I guess familiarity breeds contempt.  We are so used to God’s miracle of the week that one day to us is like every other day.  "Oh – that demand by God to honor Him by setting aside a day a week for Him (and us), well it was for another era when people had nothing to do and lived in an agrarian society where people worked with their hands and back all week long and needed a day of rest and, well, today we have machines and the Internet to make our life easier.  And, in any event, it is the only day when I can run all my errands."  This last statement should hit home.  I have used it myself.

Or maybe you like the excuse that runs along the lines of "Well, that is Old Testament and we have freedom in Christ."  We have the freedom in Christ to honor and glorify Him, which brings us back to the point that, if you believe Jesus is God, then God Himself told us to honor Him by making the Sabbath a holy day.

Well, in today’s lesson in Nehemiah, believe it or not he had exactly the same problem.  He leaves Jerusalem for a while to go report to the Persian king and then returns to Jerusalem to find that … people are doing things on the Sabbath:

"In those days I saw men in Judah treading winepresses on the Sabbath and bringing in grain and loading it on donkeys, together with wine, grapes, figs, and all other kinds of loads.  And they were bringing them into Jerusalem on the Sabbath…Men from Tyre who lived in Jerusalem were bringing in fish and all kinds of merchandise and selling them in Jerusalem on the Sabbath to the people Judah." Neh. 13:15-16.  [except for the winepress and the donkeys, sounds a little bit like Wal-Mart]

Nehemiah immediately rebuked the people of Jerusalem by saying "What is this wicked thing you are doing — desecrating the Sabbath day?  Didn’t your forefathers do the same things, so that our God brought all this calamity upon us and upon this city?  Now your are stirring up more wrath against Israel by desecrating the Sabbath."  Neh. 13:17b-18.  Later, Nehemiah threatens to beat up the foreigners who were trying to sell merchandise on the Sabbath to the Jews, and so they stopped selling their merchandise.

Notice that desecration of the Sabbath by buying and selling goods and by doing work is not just a problem today, it was a problem back then and, even before then.  In fact, Nehemiah describes desecration of the Sabbath as one of the reasons God destroyed Jerusalem and scattered the Jews during the Babylonian captivity.

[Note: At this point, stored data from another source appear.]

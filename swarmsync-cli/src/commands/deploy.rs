use super::Outcome;
use crate::cli::OutputFormat;
use crate::config::SwarmConfig;
use crate::reconcile::Reconciler;
use crate::remote;
use crate::report::print_summary;
use anyhow::{Context, Result};
use tracing::info;

pub async fn handle_deploy(
    config: &SwarmConfig,
    service: Option<&str>,
    format: OutputFormat,
) -> Result<Outcome> {
    config.validate()?;
    let executor = remote::connect(config);
    let reconciler = Reconciler::new(config, executor);

    reconciler.check_filter(service).await?;
    if format == OutputFormat::Text {
        println!("🐳 swarmsync deploy → {}", reconciler.endpoint());
    }
    reconciler
        .preflight()
        .await
        .with_context(|| format!("preflight against {} failed", reconciler.endpoint()))?;

    let report = reconciler.run(service).await?;
    info!(services = report.services.len(), "reconciliation finished");

    match format {
        OutputFormat::Text => print_summary(&report),
        OutputFormat::Json => println!(
            "{}",
            serde_json::to_string_pretty(&report).context("failed to serialize report")?
        ),
    }
    Ok(Outcome::from_failures(report.has_failures()))
}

Now I am not suggesting that you go out and beat up the clerks at Wal-Mart so they will stop selling stuff to you on Sunday, and I am not suggesting that God is so mad at you for desecrating the Sabbath that He is going to blow you up tomorrow.  But, stop and think for a moment, would doing nothing one day a week hurt or would it help?  Would a day spent reading a good book (one suggestion – the Bible) hurt or help?  Would a day a week spent talking to your spouse, your neighbors, and God hurt or help?

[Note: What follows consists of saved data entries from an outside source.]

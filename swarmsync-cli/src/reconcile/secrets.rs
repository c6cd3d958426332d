//! Secret reconciliation for one service
//!
//! Orchestrator secrets are immutable, so a changed value means delete then
//! create. A secret referenced by a running service is never touched.

use super::namespace::{SecretNamespace, secret_name};
use crate::credentials::CredentialEntry;
use crate::error::{Error, Result, isolate, summarize_output};
use crate::report::{SecretOutcome, SecretResult, StageOutcome};
use crate::swarm::{SecretRemoval, SwarmClient};
use tracing::{info, warn};

/// Reconcile every entry; a failure on one entry never stops the others.
/// Only transport failures are returned as `Err`.
pub async fn reconcile_secrets(
    swarm: &SwarmClient,
    service: &str,
    entries: &[CredentialEntry],
    namespace: &SecretNamespace,
) -> Result<(Vec<SecretResult>, StageOutcome)> {
    let mut results = Vec::with_capacity(entries.len());
    for entry in entries {
        let (secret, outcome) = match namespace.resolve(service, &entry.key) {
            Ok(name) => {
                let outcome = reconcile_one(swarm, &name, entry).await?;
                (name, outcome)
            }
            Err(reason) => (
                secret_name(service, &entry.key),
                SecretOutcome::Failed { error: reason },
            ),
        };
        match &outcome {
            SecretOutcome::Failed { error } => {
                warn!(service, secret = %secret, error = %error, "secret not reconciled");
            }
            other => info!(service, secret = %secret, outcome = ?other, "secret reconciled"),
        }
        results.push(SecretResult {
            key: entry.key.clone(),
            secret,
            outcome,
        });
    }

    let stage = stage_outcome(service, &results);
    Ok((results, stage))
}

async fn reconcile_one(
    swarm: &SwarmClient,
    name: &str,
    entry: &CredentialEntry,
) -> Result<SecretOutcome> {
    // re-queried for every secret, a previous step may have changed the answer
    match isolate(swarm.is_secret_in_use(name).await)? {
        Ok(true) => return Ok(SecretOutcome::SkippedInUse),
        Ok(false) => {}
        Err(e) => return Ok(failed(format!("in-use check failed: {e}"))),
    }

    let existed = match isolate(swarm.secret_exists(name).await)? {
        Ok(existed) => existed,
        Err(e) => return Ok(failed(format!("existence check failed: {e}"))),
    };

    if existed {
        match swarm.remove_secret(name).await? {
            SecretRemoval::Removed | SecretRemoval::AlreadyAbsent => {}
            SecretRemoval::Failed(output) => {
                return Ok(failed(format!(
                    "remove failed (exit {}): {}",
                    output.exit_code,
                    summarize_output(&output.stdout, &output.stderr)
                )));
            }
        }
    }

    let output = swarm.create_secret(name, entry.value.as_bytes()).await?;
    if !output.success() {
        return Ok(failed(format!(
            "create failed (exit {}): {}",
            output.exit_code,
            summarize_output(&output.stdout, &output.stderr)
        )));
    }

    Ok(if existed {
        SecretOutcome::Replaced
    } else {
        SecretOutcome::Created
    })
}

fn failed(error: String) -> SecretOutcome {
    SecretOutcome::Failed { error }
}

fn stage_outcome(service: &str, results: &[SecretResult]) -> StageOutcome {
    if results.is_empty() {
        return StageOutcome::skipped("no credentials");
    }

    let failures: Vec<&SecretResult> = results
        .iter()
        .filter(|r| matches!(r.outcome, SecretOutcome::Failed { .. }))
        .collect();
    if !failures.is_empty() {
        let names: Vec<&str> = failures.iter().map(|r| r.secret.as_str()).collect();
        let error = Error::SecretOperation {
            service: service.to_string(),
            secret: names.join(", "),
            message: format!("{} of {} secrets failed", failures.len(), results.len()),
        };
        return StageOutcome::failed(&error);
    }

    let in_use = results
        .iter()
        .filter(|r| r.outcome == SecretOutcome::SkippedInUse)
        .count();
    let created = results.len() - in_use;
    StageOutcome::succeeded(format!("{created} written, {in_use} kept (in use)"))
}
use super::Outcome;
use crate::cli::OutputFormat;
use crate::config::SwarmConfig;
use crate::reconcile::Reconciler;
use crate::remote;
use anyhow::{Context, Result};

pub async fn handle_cleanup(
    config: &SwarmConfig,
    service: &str,
    confirmed: bool,
    format: OutputFormat,
) -> Result<Outcome> {
    if !confirmed {
        anyhow::bail!(
            "cleanup removes every `{}_*` secret, including secrets running services use; re-run with --yes",
            service.to_lowercase()
        );
    }
    config.validate()?;
    let reconciler = Reconciler::new(config, remote::connect(config));
    let report = reconciler
        .cleanup(service)
        .await
        .with_context(|| format!("cleanup of {service} against {} failed", reconciler.endpoint()))?;

    match format {
        OutputFormat::Json => println!(
            "{}",
            serde_json::to_string_pretty(&report).context("failed to serialize cleanup report")?
        ),
        OutputFormat::Text => {
            println!("🧹 cleanup {} → {}", report.service, reconciler.endpoint());
            if report.removed.is_empty() && report.failed.is_empty() {
                println!("ℹ️  no secrets found");
            }
            for name in &report.removed {
                println!("  🗑️  {name}");
            }
            for (name, reason) in &report.failed {
                println!("  ❌ {name} {reason}");
            }
        }
    }
    Ok(Outcome::from_failures(report.has_failures()))
}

Ask yourself – am I leading the kind of joyful and peaceful life which Christ promised for all those who follow Him?  If not, think about whether part of the reason may be that you are desecrating the Sabbath.  Just think about it … pray about it … and listen to what God tells you.  And I suspect He will tell you to obey Him.

Lord, help us to wisely answer the question, "Will you really lay down your life for Me?"  Lord, help us to love your Word, incarnate in Jesus Christ and written in Scripture, and to rely solely upon them as our source of information about how we should live.  Help us Lord to come to You, and once having come to You to become closer to You and to preach the Gospel to all people in all circumstances, in and out of season, as You have commanded.  Help us know that You are God and we are not.  Assist us Lord through the indwelling of the Holy Spirit to be willing and obedient servants, and to keep your Sabbath holy as You have commanded.  It is only through the merits of your Son Jesus Christ that we are empowered to even make this prayer.  And so we thank You and praise You!  Amen.